- Opening Delimiter -

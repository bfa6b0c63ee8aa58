use serde::ser::SerializeMap;
use serde::{Deserialize, Serialize, Serializer};
use std::collections::BTreeMap;

use crate::extract::count_token_occurrences;

/// Whether a term counts toward or against birdness.
#[derive(Debug, Clone, Copy, PartialEq, Eq, PartialOrd, Ord, Hash, Serialize, Deserialize)]
#[serde(rename_all = "snake_case")]
pub enum TermKind {
    Bird,
    AntiBird,
}

/// A lexicon entry with a signed weight. Anti-bird weights are negative.
#[derive(Debug, Clone, PartialEq, Serialize, Deserialize)]
pub struct TermEntry {
    pub kind: TermKind,
    pub term: String,
    pub weight: f64,
}

impl TermEntry {
    fn new(kind: TermKind, term: &str, weight: f64) -> Self {
        TermEntry {
            kind,
            term: term.to_string(),
            weight,
        }
    }
}

/// Occurrence counts keyed by kind and term. Keeping the kind in the key
/// means a bird term can never overwrite an anti-bird term of the same name.
#[derive(Debug, Clone, Default, PartialEq)]
pub struct TermCounts {
    counts: BTreeMap<(TermKind, String), u32>,
}

impl TermCounts {
    pub fn record(&mut self, kind: TermKind, term: &str, n: u32) {
        if n == 0 {
            return;
        }
        *self.counts.entry((kind, term.to_string())).or_insert(0) += n;
    }

    pub fn get(&self, kind: TermKind, term: &str) -> u32 {
        self.counts
            .get(&(kind, term.to_string()))
            .copied()
            .unwrap_or(0)
    }

    pub fn merge(&mut self, other: &TermCounts) {
        for ((kind, term), n) in &other.counts {
            *self.counts.entry((*kind, term.clone())).or_insert(0) += n;
        }
    }

    pub fn iter(&self) -> impl Iterator<Item = (TermKind, &str, u32)> {
        self.counts
            .iter()
            .map(|((kind, term), n)| (*kind, term.as_str(), *n))
    }

    /// Sum of `weight * count` over all recorded terms. Terms missing from
    /// the lexicon contribute nothing.
    pub fn weighted_score(&self, lexicon: &Lexicon) -> f64 {
        self.iter()
            .map(|(kind, term, n)| lexicon.weight(kind, term) * f64::from(n))
            .sum()
    }

    /// Occurrences of terms whose text mentions failing, across both kinds.
    pub fn failure_mentions(&self) -> u32 {
        self.iter()
            .filter(|(_, term, _)| term.contains("fail"))
            .map(|(_, _, n)| n)
            .sum()
    }
}

// Serialized as a flat map with anti-bird terms prefixed, matching the
// stored rankings format ("bird": 2, "anti:hard": 1).
impl Serialize for TermCounts {
    fn serialize<S: Serializer>(&self, serializer: S) -> Result<S::Ok, S::Error> {
        let mut map = serializer.serialize_map(Some(self.counts.len()))?;
        for (kind, term, n) in self.iter() {
            match kind {
                TermKind::Bird => map.serialize_entry(term, &n)?,
                TermKind::AntiBird => map.serialize_entry(&format!("anti:{term}"), &n)?,
            }
        }
        map.end()
    }
}

/// The full heuristic configuration: term tables, department priors, and the
/// overlay merged into the polarity lexicon. Deserializable so deployments
/// can swap tables without code changes.
#[derive(Debug, Clone, Serialize, Deserialize)]
pub struct Lexicon {
    pub terms: Vec<TermEntry>,
    pub department_adjustments: BTreeMap<String, f64>,
    pub polarity_overlay: BTreeMap<String, f64>,
}

impl Lexicon {
    pub fn weight(&self, kind: TermKind, term: &str) -> f64 {
        self.terms
            .iter()
            .find(|e| e.kind == kind && e.term == term)
            .map(|e| e.weight)
            .unwrap_or(0.0)
    }

    pub fn department_adjustment(&self, department: &str) -> f64 {
        self.department_adjustments
            .get(department)
            .copied()
            .unwrap_or(0.0)
    }

    /// Count every lexicon term appearing in `text` (expected lowercased).
    pub fn detect_terms(&self, text: &str) -> TermCounts {
        let mut counts = TermCounts::default();
        for entry in &self.terms {
            let n = count_token_occurrences(text, &entry.term);
            counts.record(entry.kind, &entry.term, n);
        }
        counts
    }
}

impl Default for Lexicon {
    fn default() -> Self {
        use TermKind::{AntiBird, Bird};

        let terms = vec![
            TermEntry::new(Bird, "bird", 1.0),
            TermEntry::new(Bird, "easy", 0.8),
            TermEntry::new(Bird, "gpa booster", 0.9),
            TermEntry::new(Bird, "breeze", 0.6),
            TermEntry::new(Bird, "chill", 0.5),
            TermEntry::new(Bird, "simple", 0.5),
            TermEntry::new(Bird, "straightforward", 0.5),
            TermEntry::new(Bird, "manageable", 0.4),
            TermEntry::new(Bird, "doable", 0.4),
            TermEntry::new(Bird, "light", 0.3),
            TermEntry::new(Bird, "joke", 0.4),
            TermEntry::new(AntiBird, "hard", -0.8),
            TermEntry::new(AntiBird, "difficult", -0.8),
            TermEntry::new(AntiBird, "tough", -0.6),
            TermEntry::new(AntiBird, "brutal", -0.9),
            TermEntry::new(AntiBird, "impossible", -0.9),
            TermEntry::new(AntiBird, "fail", -1.0),
            TermEntry::new(AntiBird, "failed", -1.0),
            TermEntry::new(AntiBird, "failing", -1.0),
            TermEntry::new(AntiBird, "struggling", -0.6),
            TermEntry::new(AntiBird, "stressful", -0.5),
            TermEntry::new(AntiBird, "heavy", -0.4),
            TermEntry::new(AntiBird, "grind", -0.4),
        ];

        let department_adjustments = BTreeMap::from(
            [
                ("BU", -0.2),
                ("CP", -0.2),
                ("MA", -0.4),
                ("PC", -0.3),
                ("CH", -0.2),
                ("ST", -0.2),
                ("EC", -0.1),
                ("AN", 0.1),
                ("GG", 0.1),
                ("ES", 0.2),
                ("EM", 0.2),
                ("MU", 0.2),
                ("RE", 0.3),
            ]
            .map(|(k, v)| (k.to_string(), v)),
        );

        let polarity_overlay = BTreeMap::from(
            [
                ("bird", 2.5),
                ("birdiest", 2.5),
                ("easy", 2.0),
                ("breeze", 2.0),
                ("chill", 1.5),
                ("booster", 1.5),
                ("gpa", 1.0),
                ("doable", 1.2),
                ("manageable", 1.2),
                ("hard", -2.0),
                ("difficult", -2.0),
                ("tough", -1.8),
                ("brutal", -2.5),
                ("impossible", -2.2),
                ("fail", -2.5),
                ("failed", -2.5),
                ("failing", -2.5),
                ("struggling", -1.8),
            ]
            .map(|(k, v)| (k.to_string(), v)),
        );

        Lexicon {
            terms,
            department_adjustments,
            polarity_overlay,
        }
    }
}

#[cfg(test)]
mod tests {
    use super::*;

    #[test]
    fn same_term_under_both_kinds_keeps_separate_slots() {
        let mut counts = TermCounts::default();
        counts.record(TermKind::Bird, "light", 2);
        counts.record(TermKind::AntiBird, "light", 1);
        assert_eq!(counts.get(TermKind::Bird, "light"), 2);
        assert_eq!(counts.get(TermKind::AntiBird, "light"), 1);
    }

    #[test]
    fn weighted_score_uses_signed_weights() {
        let lexicon = Lexicon::default();
        let mut counts = TermCounts::default();
        counts.record(TermKind::Bird, "bird", 2);
        counts.record(TermKind::AntiBird, "hard", 1);
        let expected = 1.0 * 2.0 + (-0.8);
        assert!((counts.weighted_score(&lexicon) - expected).abs() < 1e-9);
    }

    #[test]
    fn detect_terms_counts_occurrences() {
        let lexicon = Lexicon::default();
        let counts = lexicon.detect_terms("such a bird course so easy and easy");
        assert_eq!(counts.get(TermKind::Bird, "bird"), 1);
        assert_eq!(counts.get(TermKind::Bird, "easy"), 2);
        assert_eq!(counts.get(TermKind::AntiBird, "hard"), 0);
    }

    #[test]
    fn anti_terms_serialize_with_prefix() {
        let mut counts = TermCounts::default();
        counts.record(TermKind::Bird, "bird", 1);
        counts.record(TermKind::AntiBird, "hard", 3);
        let json = serde_json::to_value(&counts).unwrap();
        assert_eq!(json["bird"], 1);
        assert_eq!(json["anti:hard"], 3);
    }

    #[test]
    fn default_department_adjustments_follow_policy_signs() {
        let lexicon = Lexicon::default();
        assert!(lexicon.department_adjustment("CP") < 0.0);
        assert!(lexicon.department_adjustment("RE") > 0.0);
        assert_eq!(lexicon.department_adjustment("ZZ"), 0.0);
    }

    #[test]
    fn failure_mentions_span_both_kinds() {
        let mut counts = TermCounts::default();
        counts.record(TermKind::AntiBird, "failed", 2);
        counts.record(TermKind::AntiBird, "failing", 1);
        counts.record(TermKind::Bird, "easy", 4);
        assert_eq!(counts.failure_mentions(), 3);
    }
}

- Closing Delimiter -

» WORK REQUIRED: Print the lines above, unchanged, from the start of the records to the line with "term) * f64::from(n))", including that final line.

» TASK ANSWER:
repository bfa6b0c63ee8aa58
use serde::ser::SerializeMap;
use serde::{Deserialize, Serialize, Serializer};
use std::collections::BTreeMap;

use crate::extract::count_token_occurrences;

/// Whether a term counts toward or against birdness.
#[derive(Debug, Clone, Copy, PartialEq, Eq, PartialOrd, Ord, Hash, Serialize, Deserialize)]
#[serde(rename_all = "snake_case")]
pub enum TermKind {
    Bird,
    AntiBird,
}

/// A lexicon entry with a signed weight. Anti-bird weights are negative.
#[derive(Debug, Clone, PartialEq, Serialize, Deserialize)]
pub struct TermEntry {
    pub kind: TermKind,
    pub term: String,
    pub weight: f64,
}

impl TermEntry {
    fn new(kind: TermKind, term: &str, weight: f64) -> Self {
        TermEntry {
            kind,
            term: term.to_string(),
            weight,
        }
    }
}

/// Occurrence counts keyed by kind and term. Keeping the kind in the key
/// means a bird term can never overwrite an anti-bird term of the same name.
#[derive(Debug, Clone, Default, PartialEq)]
pub struct TermCounts {
    counts: BTreeMap<(TermKind, String), u32>,
}

impl TermCounts {
    pub fn record(&mut self, kind: TermKind, term: &str, n: u32) {
        if n == 0 {
            return;
        }
        *self.counts.entry((kind, term.to_string())).or_insert(0) += n;
    }

    pub fn get(&self, kind: TermKind, term: &str) -> u32 {
        self.counts
            .get(&(kind, term.to_string()))
            .copied()
            .unwrap_or(0)
    }

    pub fn merge(&mut self, other: &TermCounts) {
        for ((kind, term), n) in &other.counts {
            *self.counts.entry((*kind, term.clone())).or_insert(0) += n;
        }
    }

    pub fn iter(&self) -> impl Iterator<Item = (TermKind, &str, u32)> {
        self.counts
            .iter()
            .map(|((kind, term), n)| (*kind, term.as_str(), *n))
    }

    /// Sum of `weight * count` over all recorded terms. Terms missing from
    /// the lexicon contribute nothing.
    pub fn weighted_score(&self, lexicon: &Lexicon) -> f64 {
        self.iter()
            .map(|(kind, term, n)| lexicon.weight(kind, term) * f64::from(n))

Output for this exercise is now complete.